Buying or selling a company always comes with significant tax consequences, regardless of the type or size of the business. A tax attorney can guide you on the best way to structure your new enterprise or minimize your tax exposure during the acquisition or sale, helping you identify various options available and evaluate the tax benefits against the drawbacks before committing.

Succession Planning

Million-dollar estates that meet the IRS minimum value threshold usually face a significant tax burden once the property owner has passed on. It means that a healthy chunk of the wealth could become the federal government’s property before it’s transferred to the heirs. Although most people don’t have to worry about the estate tax, if you have an estate with significant value, you’ll need the help of a tax attorney to minimize this burden and ensure that your loved ones take the slightest tax hit possible. A tax attorney can map out estate planning strategies to safeguard your assets and always place you below the current value threshold.

If You Receive an Audit Notice

Facing an IRS audit can be a painful and time-consuming endeavor, putting undue strain on your family. An audit also creates plenty of room to make mistakes that could lead to more significant IRS penalties.

Working with a tax attorney throughout the IRS audit process can help you prevent further errors and ensure everything is submitted to the IRS as required. Your attorney may also negotiate a compromise and reasonable settlement plan if you face additional tax debt. A tax attorney is also in a perfect position to protect your rights and interests if you choose to contest the results of an audit through an audit appeal.

Talk to a Trusted Professional

When you decide you do need a tax attorney, look for one who is specifically qualified for your needs. Typically, a tax attorney must have a Juris Doctor degree (or a “J.D.”) and be admitted to the state bar to practice.

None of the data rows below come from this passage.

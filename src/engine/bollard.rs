// ABOUTME: Bollard-backed engine client for Docker and Podman.
// ABOUTME: Streams pull/build progress over raw HTTP on the engine socket.

use super::client::{ChunkStream, ContextStream, EngineClient};
use super::error::EngineError;
use super::sealed::Sealed;
use super::types::{EngineInfo, RuntimeType};
use crate::types::ImageRef;
use async_trait::async_trait;
use bollard::Docker;
use bollard::query_parameters::RemoveImageOptions;
use bytes::Bytes;
use futures::{Stream, StreamExt};
use http_body_util::{BodyExt, Either, Full, StreamBody};
use hyper::body::Frame;
use hyper_util::rt::TokioIo;
use std::pin::Pin;
use tokio::net::UnixStream;

/// Docker API version prefix for the raw streaming endpoints.
const API_VERSION: &str = "v1.43";

type FrameStream = Pin<Box<dyn Stream<Item = Result<Frame<Bytes>, std::io::Error>> + Send>>;

/// Pull sends an empty body; build streams the tar context.
type RequestBody = Either<Full<Bytes>, StreamBody<FrameStream>>;

/// Metadata reported by the engine.
#[derive(Debug, Clone)]
pub struct EngineMetadata {
    pub name: String,
    pub version: String,
    pub api_version: String,
    pub os: String,
    pub arch: String,
}

/// Engine client backed by bollard.
///
/// Ancillary operations (inspect, remove, ping, info) go through the typed
/// bollard client. The streaming pull/build endpoints are driven over raw
/// HTTP/1 on the same socket so that the progress protocol reaches the
/// caller as undecoded chunks; the engine interleaves plain-text and JSON
/// lines there, and in-band errors must be classified by content.
pub struct BollardEngine {
    client: Docker,
    runtime_type: RuntimeType,
    socket_path: String,
}

impl BollardEngine {
    /// Connect to a container engine using detected engine info.
    ///
    /// Use with `detect_engine()` to resolve the socket first.
    pub fn connect(info: &EngineInfo) -> Result<Self, EngineError> {
        let client =
            Docker::connect_with_unix(&info.socket_path, 120, bollard::API_DEFAULT_VERSION)
                .map_err(|e| EngineError::ConnectionFailed(e.to_string()))?;
        Ok(Self {
            client,
            runtime_type: info.runtime_type,
            socket_path: info.socket_path.clone(),
        })
    }

    /// Get the runtime type (Docker or Podman).
    pub fn runtime_type(&self) -> RuntimeType {
        self.runtime_type
    }

    /// POST to a streaming endpoint and expose the response body as chunks.
    async fn raw_stream(
        &self,
        uri: &str,
        body: RequestBody,
        content_type: Option<&str>,
    ) -> Result<ChunkStream, EngineError> {
        let stream = UnixStream::connect(&self.socket_path).await.map_err(|e| {
            EngineError::ConnectionFailed(format!(
                "failed to connect to {}: {}",
                self.socket_path, e
            ))
        })?;

        let io = TokioIo::new(stream);

        let (mut sender, conn) = hyper::client::conn::http1::handshake(io)
            .await
            .map_err(|e| EngineError::ConnectionFailed(format!("HTTP handshake failed: {e}")))?;

        // Spawn connection handler
        tokio::spawn(async move {
            if let Err(e) = conn.await {
                tracing::warn!("engine connection error: {}", e);
            }
        });

        let mut builder = hyper::Request::builder()
            .method("POST")
            .uri(uri)
            .header("Host", "localhost");
        if let Some(content_type) = content_type {
            builder = builder.header("Content-Type", content_type);
        }
        let req = builder
            .body(body)
            .map_err(|e| EngineError::Request(format!("failed to build request: {e}")))?;

        let resp = sender
            .send_request(req)
            .await
            .map_err(|e| EngineError::Request(e.to_string()))?;

        let status = resp.status();
        if !status.is_success() {
            let body = resp
                .into_body()
                .collect()
                .await
                .map_err(|e| EngineError::Request(format!("failed to read error response: {e}")))?;
            let message = String::from_utf8_lossy(&body.to_bytes()).trim().to_string();
            return Err(EngineError::Rejected {
                status: status.as_u16(),
                message,
            });
        }

        let chunks = futures::stream::unfold(resp.into_body(), |mut body| async move {
            loop {
                match body.frame().await {
                    None => return None,
                    Some(Ok(frame)) => {
                        // Trailer frames carry no data; keep polling.
                        if let Ok(data) = frame.into_data() {
                            return Some((Ok(data), body));
                        }
                    }
                    Some(Err(e)) => return Some((Err(EngineError::Stream(e.to_string())), body)),
                }
            }
        });

        Ok(Box::pin(chunks))
    }

    /// Check whether an image exists locally.
    pub async fn image_exists(&self, reference: &ImageRef) -> Result<bool, EngineError> {
        let image_name = reference.to_string();

        match self.client.inspect_image(&image_name).await {
            Ok(_) => Ok(true),
            Err(bollard::errors::Error::DockerResponseServerError {
                status_code: 404, ..
            }) => Ok(false),
            Err(e) => Err(EngineError::Request(format!(
                "failed to inspect {}: {}",
                image_name, e
            ))),
        }
    }

    /// Remove a local image.
    pub async fn remove_image(&self, reference: &ImageRef, force: bool) -> Result<(), EngineError> {
        let image_name = reference.to_string();

        let opts = RemoveImageOptions {
            force,
            ..Default::default()
        };

        self.client
            .remove_image(&image_name, Some(opts), None)
            .await
            .map_err(|e| match e {
                bollard::errors::Error::DockerResponseServerError {
                    status_code,
                    message,
                } => EngineError::Rejected {
                    status: status_code,
                    message,
                },
                other => EngineError::Request(format!("failed to remove {}: {}", image_name, other)),
            })?;

        Ok(())
    }

    /// Ping the engine daemon.
    pub async fn ping(&self) -> Result<(), EngineError> {
        self.client
            .ping()
            .await
            .map_err(|e| EngineError::ConnectionFailed(e.to_string()))?;
        Ok(())
    }

    /// Fetch engine metadata.
    pub async fn info(&self) -> Result<EngineMetadata, EngineError> {
        let info = self
            .client
            .info()
            .await
            .map_err(|e| EngineError::ConnectionFailed(e.to_string()))?;

        let name = match self.runtime_type {
            RuntimeType::Docker => "Docker".to_string(),
            RuntimeType::Podman => "Podman".to_string(),
        };

        Ok(EngineMetadata {
            name,
            version: info.server_version.unwrap_or_default(),
            api_version: bollard::API_DEFAULT_VERSION.to_string(),
            os: info.operating_system.unwrap_or_default(),
            arch: info.architecture.unwrap_or_default(),
        })
    }
}

impl Sealed for BollardEngine {}

#[async_trait]
impl EngineClient for BollardEngine {
    async fn pull(&self, reference: &str) -> Result<ChunkStream, EngineError> {
        let uri = format!(
            "/{API_VERSION}/images/create?fromImage={}",
            urlencoding::encode(reference)
        );
        self.raw_stream(&uri, Either::Left(Full::new(Bytes::new())), None)
            .await
    }

    async fn build_image(
        &self,
        context: ContextStream,
        tag: &str,
    ) -> Result<ChunkStream, EngineError> {
        let uri = format!("/{API_VERSION}/build?t={}", urlencoding::encode(tag));
        let frames: FrameStream = Box::pin(context.map(|item| item.map(Frame::data)));
        self.raw_stream(
            &uri,
            Either::Right(StreamBody::new(frames)),
            Some("application/x-tar"),
        )
        .await
    }
}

Other than the minimum requirements, tax attorneys also get advanced training in law such as a master’s degree in taxation (or an LL.M.).

Choosing the right professional is essential to managing your tax situation and maximizing your refund. Whether you’re facing significant life changes, or something has gone wrong, a tax attorney can be a great help. If you already work with a CPA or other financial professionals, ask for a recommendation.